I've been digging in to the Tolkien canon (as published by JRRT and Christopher) to compare with the maps that Amazon has released in a set of marketing events for their upcoming TV show.

These are in addition to the Compass Rose problems in Map 1, which Amazon kindly fixed. 😁

Note that these "errors" are all quite minor, and I think the team at Amazon did an amazing job creating a Second Age map in particular as there is often contradictory information in all of the published materials (between books, editions, addenda and corrigenda) and there is no "correct" map to compare against, but they and we can get pretty close by close examination of the texts.

I am going to ignore (for the most part) forest placements (or lack thereof, as Tolkien often did the same) and sizing and other minor geographical differences such as small variations in coastline shapes and minor river variations. No two cartographers ever drew the same exact map...

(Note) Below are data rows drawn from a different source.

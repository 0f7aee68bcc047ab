use std::collections::{BTreeMap, BTreeSet};
use std::path::{Path, PathBuf};

use csv::{ReaderBuilder, StringRecord, WriterBuilder};
use tracing::debug;

use crate::dataset::{Dataset, UserRecord};
use crate::error::{GraphError, Result};
use crate::model::Item;

/// Column layout of `items.csv`. Lookups are case-insensitive.
pub const ITEM_COLUMNS: [&str; 7] = [
    "id",
    "name",
    "release_year",
    "genres",
    "platforms",
    "developers",
    "is_multiplayer",
];

/// Column layout of `interactions.csv`.
pub const INTERACTION_COLUMNS: [&str; 3] = ["user", "relation", "target"];

/// Input files for a CSV import.
#[derive(Debug, Clone)]
pub struct ImportConfig {
    /// `items.csv`: one row per item; list columns are pipe-separated.
    pub items: PathBuf,
    /// Optional `interactions.csv`: `user,relation,target` rows where relation
    /// is `likes`, `played` or `friends`.
    pub interactions: Option<PathBuf>,
}

/// Output files for a CSV export.
#[derive(Debug, Clone)]
pub struct ExportConfig {
    /// Optional output path for items.
    pub items_out: Option<PathBuf>,
    /// Optional output path for interactions.
    pub interactions_out: Option<PathBuf>,
}

/// Summary statistics from an import operation.
#[derive(Debug, Clone, Default, PartialEq, Eq)]
pub struct ImportSummary {
    /// Item rows read.
    pub items_imported: u64,
    /// Interaction rows read.
    pub interactions_imported: u64,
    /// Distinct users referenced by interactions.
    pub users: u64,
}

/// Summary statistics from an export operation.
#[derive(Debug, Clone, Default, PartialEq, Eq)]
pub struct ExportSummary {
    /// Item rows written.
    pub items_exported: u64,
    /// Interaction rows written.
    pub interactions_exported: u64,
}

#[derive(Debug, Clone, Copy, PartialEq, Eq)]
enum Relation {
    Likes,
    Played,
    Friends,
}

impl Relation {
    fn parse(raw: &str) -> Option<Self> {
        match raw.trim().to_ascii_lowercase().as_str() {
            "likes" | "like" => Some(Relation::Likes),
            "played" | "play" => Some(Relation::Played),
            "friends" | "friend" | "friends_with" => Some(Relation::Friends),
            _ => None,
        }
    }

    fn as_str(self) -> &'static str {
        match self {
            Relation::Likes => "likes",
            Relation::Played => "played",
            Relation::Friends => "friends",
        }
    }
}

/// Reads the CSV files into a validated [`Dataset`].
///
/// Users are created on first reference in `interactions.csv`, including the
/// targets of `friends` rows.
pub fn run_import(cfg: &ImportConfig) -> Result<(Dataset, ImportSummary)> {
    let mut summary = ImportSummary::default();
    let mut dataset = Dataset {
        items: import_items(&cfg.items)?,
        users: Vec::new(),
    };
    summary.items_imported = dataset.items.len() as u64;

    if let Some(path) = &cfg.interactions {
        let (users, rows) = import_interactions(path)?;
        summary.interactions_imported = rows;
        summary.users = users.len() as u64;
        dataset.users = users.into_values().collect();
    }

    dataset.validate()?;
    Ok((dataset, summary))
}

/// Writes `dataset` to the requested CSV files.
pub fn run_export(dataset: &Dataset, cfg: &ExportConfig) -> Result<ExportSummary> {
    if cfg.items_out.is_none() && cfg.interactions_out.is_none() {
        return Err(GraphError::InvalidArgument(
            "export requires an items and/or interactions output path".into(),
        ));
    }
    let mut summary = ExportSummary::default();
    if let Some(path) = &cfg.items_out {
        summary.items_exported = export_items(dataset, path)?;
    }
    if let Some(path) = &cfg.interactions_out {
        summary.interactions_exported = export_interactions(dataset, path)?;
    }
    Ok(summary)
}

fn import_items(path: &Path) -> Result<Vec<Item>> {
    let mut reader = ReaderBuilder::new().flexible(true).from_path(path)?;
    let headers = reader.headers()?.clone();
    let id_index = find_column(&headers, "id")?;
    let name_index = find_column(&headers, "name")?;
    let optional = |name: &str| headers.iter().position(|h| h.eq_ignore_ascii_case(name));
    let year_index = optional("release_year");
    let genre_index = optional("genres");
    let platform_index = optional("platforms");
    let developer_index = optional("developers");
    let multiplayer_index = optional("is_multiplayer");

    let mut items = Vec::new();
    for (line, result) in reader.records().enumerate() {
        let record = result?;
        let id = get_required(&record, id_index, "id")?;
        let name = get_required(&record, name_index, "name")?;
        let mut item = Item::new(id, name);
        if let Some(raw) = year_index.and_then(|idx| non_empty(&record, idx)) {
            item.release_year = raw.parse().map_err(|_| {
                GraphError::InvalidDataset(format!(
                    "row {}: release_year '{raw}' is not an integer",
                    line + 2
                ))
            })?;
        }
        if let Some(raw) = multiplayer_index.and_then(|idx| non_empty(&record, idx)) {
            item.is_multiplayer = parse_bool(raw).ok_or_else(|| {
                GraphError::InvalidDataset(format!(
                    "row {}: is_multiplayer '{raw}' is not a boolean",
                    line + 2
                ))
            })?;
        }
        item.genres = list_column(&record, genre_index);
        item.platforms = list_column(&record, platform_index);
        item.developers = list_column(&record, developer_index);
        items.push(item);
    }
    debug!(path = %path.display(), items = items.len(), "items imported");
    Ok(items)
}

fn import_interactions(path: &Path) -> Result<(BTreeMap<String, UserRecord>, u64)> {
    let mut reader = ReaderBuilder::new().flexible(true).from_path(path)?;
    let headers = reader.headers()?.clone();
    let user_index = find_column(&headers, "user")?;
    let relation_index = find_column(&headers, "relation")?;
    let target_index = find_column(&headers, "target")?;

    let mut users: BTreeMap<String, UserRecord> = BTreeMap::new();
    let mut rows = 0u64;
    for (line, result) in reader.records().enumerate() {
        let record = result?;
        let user = get_required(&record, user_index, "user")?;
        let raw_relation = get_required(&record, relation_index, "relation")?;
        let target = get_required(&record, target_index, "target")?;
        let relation = Relation::parse(raw_relation).ok_or_else(|| {
            GraphError::InvalidDataset(format!(
                "row {}: unknown relation '{raw_relation}'",
                line + 2
            ))
        })?;

        let entry = users
            .entry(user.to_owned())
            .or_insert_with(|| UserRecord::new(user));
        match relation {
            Relation::Likes => entry.likes.insert(target.to_owned()),
            Relation::Played => entry.played.insert(target.to_owned()),
            Relation::Friends => entry.friends.insert(target.to_owned()),
        };
        if relation == Relation::Friends {
            users
                .entry(target.to_owned())
                .or_insert_with(|| UserRecord::new(target));
        }
        rows += 1;
    }
    debug!(path = %path.display(), rows, users = users.len(), "interactions imported");
    Ok((users, rows))
}

fn export_items(dataset: &Dataset, path: &Path) -> Result<u64> {
    let mut writer = WriterBuilder::new().from_path(path)?;
    writer.write_record(ITEM_COLUMNS)?;
    for item in &dataset.items {
        writer.write_record([
            item.id.clone(),
            item.name.clone(),
            item.release_year.to_string(),
            join_list(&item.genres),
            join_list(&item.platforms),
            join_list(&item.developers),
            item.is_multiplayer.to_string(),
        ])?;
    }
    writer.flush().map_err(|err| GraphError::io(path, err))?;
    Ok(dataset.items.len() as u64)
}

fn export_interactions(dataset: &Dataset, path: &Path) -> Result<u64> {
    let mut writer = WriterBuilder::new().from_path(path)?;
    writer.write_record(INTERACTION_COLUMNS)?;
    let mut rows = 0u64;
    for user in &dataset.users {
        for (relation, targets) in [
            (Relation::Likes, &user.likes),
            (Relation::Played, &user.played),
            (Relation::Friends, &user.friends),
        ] {
            for target in targets {
                writer.write_record([user.id.as_str(), relation.as_str(), target.as_str()])?;
                rows += 1;
            }
        }
    }
    writer.flush().map_err(|err| GraphError::io(path, err))?;
    Ok(rows)
}

fn find_column(headers: &StringRecord, name: &str) -> Result<usize> {
    headers
        .iter()
        .position(|h| h.eq_ignore_ascii_case(name))
        .ok_or_else(|| GraphError::InvalidDataset(format!("column '{name}' not found")))
}

fn get_required<'a>(record: &'a StringRecord, idx: usize, name: &str) -> Result<&'a str> {
    non_empty(record, idx)
        .ok_or_else(|| GraphError::InvalidDataset(format!("missing value for column '{name}'")))
}

fn non_empty(record: &StringRecord, idx: usize) -> Option<&str> {
    record.get(idx).map(str::trim).filter(|s| !s.is_empty())
}

fn list_column(record: &StringRecord, idx: Option<usize>) -> BTreeSet<String> {
    idx.and_then(|idx| record.get(idx))
        .map(parse_list)
        .unwrap_or_default()
}

fn parse_list(raw: &str) -> BTreeSet<String> {
    raw.split('|')
        .map(str::trim)
        .filter(|s| !s.is_empty())
        .map(str::to_string)
        .collect()
}

fn join_list(values: &BTreeSet<String>) -> String {
    values.iter().map(String::as_str).collect::<Vec<_>>().join("|")
}

fn parse_bool(raw: &str) -> Option<bool> {
    match raw.to_ascii_lowercase().as_str() {
        "true" | "yes" | "1" => Some(true),
        "false" | "no" | "0" => Some(false),
        _ => None,
    }
}

#[cfg(test)]
mod tests {
    use super::*;
    use std::fs;

    fn write(dir: &Path, name: &str, contents: &str) -> PathBuf {
        let path = dir.join(name);
        fs::write(&path, contents).expect("write csv");
        path
    }

    #[test]
    fn imports_items_and_interactions() {
        let dir = tempfile::tempdir().expect("tempdir");
        let items = write(
            dir.path(),
            "items.csv",
            "ID,Name,Release_Year,Genres,Platforms,Developers,Is_Multiplayer\n\
             a,Alpha,1998,RPG|Action,PC,,false\n\
             b,Beta,,RPG, ,Studio,yes\n",
        );
        let interactions = write(
            dir.path(),
            "interactions.csv",
            "user,relation,target\nu1,likes,a\nu1,PLAYED,b\nu1,friends,u2\n",
        );
        let (dataset, summary) = run_import(&ImportConfig {
            items,
            interactions: Some(interactions),
        })
        .expect("import");

        assert_eq!(summary.items_imported, 2);
        assert_eq!(summary.interactions_imported, 3);
        assert_eq!(summary.users, 2);
        let alpha = &dataset.items[0];
        assert_eq!(alpha.release_year, 1998);
        assert_eq!(alpha.genres.len(), 2);
        assert!(alpha.developers.is_empty());
        let beta = &dataset.items[1];
        assert!(beta.is_multiplayer);
        assert!(beta.platforms.is_empty());
        assert_eq!(dataset.users[0].played.len(), 1);
    }

    #[test]
    fn unknown_relations_name_the_row() {
        let dir = tempfile::tempdir().expect("tempdir");
        let items = write(dir.path(), "items.csv", "id,name\na,Alpha\n");
        let interactions = write(
            dir.path(),
            "interactions.csv",
            "user,relation,target\nu1,likes,a\nu1,rated,a\n",
        );
        let err = run_import(&ImportConfig {
            items,
            interactions: Some(interactions),
        })
        .expect_err("bad relation");
        assert!(err.to_string().contains("row 3"), "{err}");
    }

    #[test]
    fn export_then_import_preserves_the_catalog() {
        let dir = tempfile::tempdir().expect("tempdir");
        let mut alpha = Item::new("a", "Alpha");
        alpha.genres.insert("RPG".into());
        alpha.platforms.extend(["PC".to_string(), "Xbox".to_string()]);
        let mut user = UserRecord::new("u1");
        user.likes.insert("a".into());
        let dataset = Dataset {
            items: vec![alpha],
            users: vec![user],
        };

        let items_out = dir.path().join("items.csv");
        let interactions_out = dir.path().join("interactions.csv");
        let summary = run_export(
            &dataset,
            &ExportConfig {
                items_out: Some(items_out.clone()),
                interactions_out: Some(interactions_out.clone()),
            },
        )
        .expect("export");
        assert_eq!(summary.interactions_exported, 1);

        let (reloaded, _) = run_import(&ImportConfig {
            items: items_out,
            interactions: Some(interactions_out),
        })
        .expect("import");
        assert_eq!(reloaded.items[0].platforms, dataset.items[0].platforms);
        assert_eq!(reloaded.users, dataset.users);
    }

    #[test]
    fn export_needs_a_target() {
        let err = run_export(
            &Dataset::default(),
            &ExportConfig {
                items_out: None,
                interactions_out: None,
            },
        )
        .expect_err("no outputs");
        assert!(matches!(err, GraphError::InvalidArgument(_)));
    }
}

If you see other errors in the maps, please let me know here or on social media @TolkienGuide.

Map 4



Map 4 of Middle-earth from Amazon Prime, used with permission



This map likely covers the end of the Second Age to possibly the middle of the Third Age based on landmarks shown. As there are numerous maps from this timeframe from JRRT and CJRT, there's not a lot to point at.

Barad-Dûr should be Barad-dûr (small D). Tolkien never used a capital D for the dark tower.

Map 5



Map 5 of Middle-earth from Amazon Prime, used with permission



This map likely covers the middle of the Second Age based on landmarks shown.

Ost-in-Edhil is misplaced. On this Amazon map, it is outside the region of Eregion (of which it is supposed to be the capital). Tolkien always has the Númenorean town of Tharbad near this location (where the road crosses the Gwathló and near the junction of the two rivers). Ost-in-Edhil should be much closer to Khazad-Dûm based on the level of interaction between those two cities and where Tolkien places Eregion and Hollin on his various map drafts. I am told that Ost-in-Edhil is located near where the Sirannon joins the Glanduin river, but I haven't been able to find confirmation of this in Tolkien's writings. That is definitely where Karen Wynn Fonstad places it (see below), however - the three dots in a triangle are where she marks the location of Tharbad and Ost-in-Edhil. (Anyone know the source for this exact placement?)

IMG_0796.JPG

Ost-in-Edhil from The Atlas of Middle-earth, revised edition, by Karen Wynn Fonstad, © 1991 Houghton Mifflin



Rómenna should be on the southern shore of the bay. See Unfinished Tales p. 168 (text) and Tolkien's map tipped in between p. 168-9 (below).

romenna.jpg

Romenna from Unfinished Tales by J. R. R. Tolkien, © 1980 George Allen & Unwin



Tol Himling - In all of Tolkien's writings and maps, it is always labeled Himling (without Tol). As Tol just means "island" this probably shouldn't be considered an error, but Tolkien had every opportunity to use it and never did. On "The first map of The Lord of the Rings" (Tolkien: Maker of Middle-earth item 179, p. 399 - see below) he even labels one island "Tol Fuin" and the other one "Himling".

Himling.jpg

Himling from Tolkien: Maker of Middle-earth by Catherine McIlwaine, © 2018 Bodleian Library, University of Oxford



Nîn-In-Eilph - Should be Nîn-in-Eilph - the "-in-" is never capitalized in any of Tolkien's works.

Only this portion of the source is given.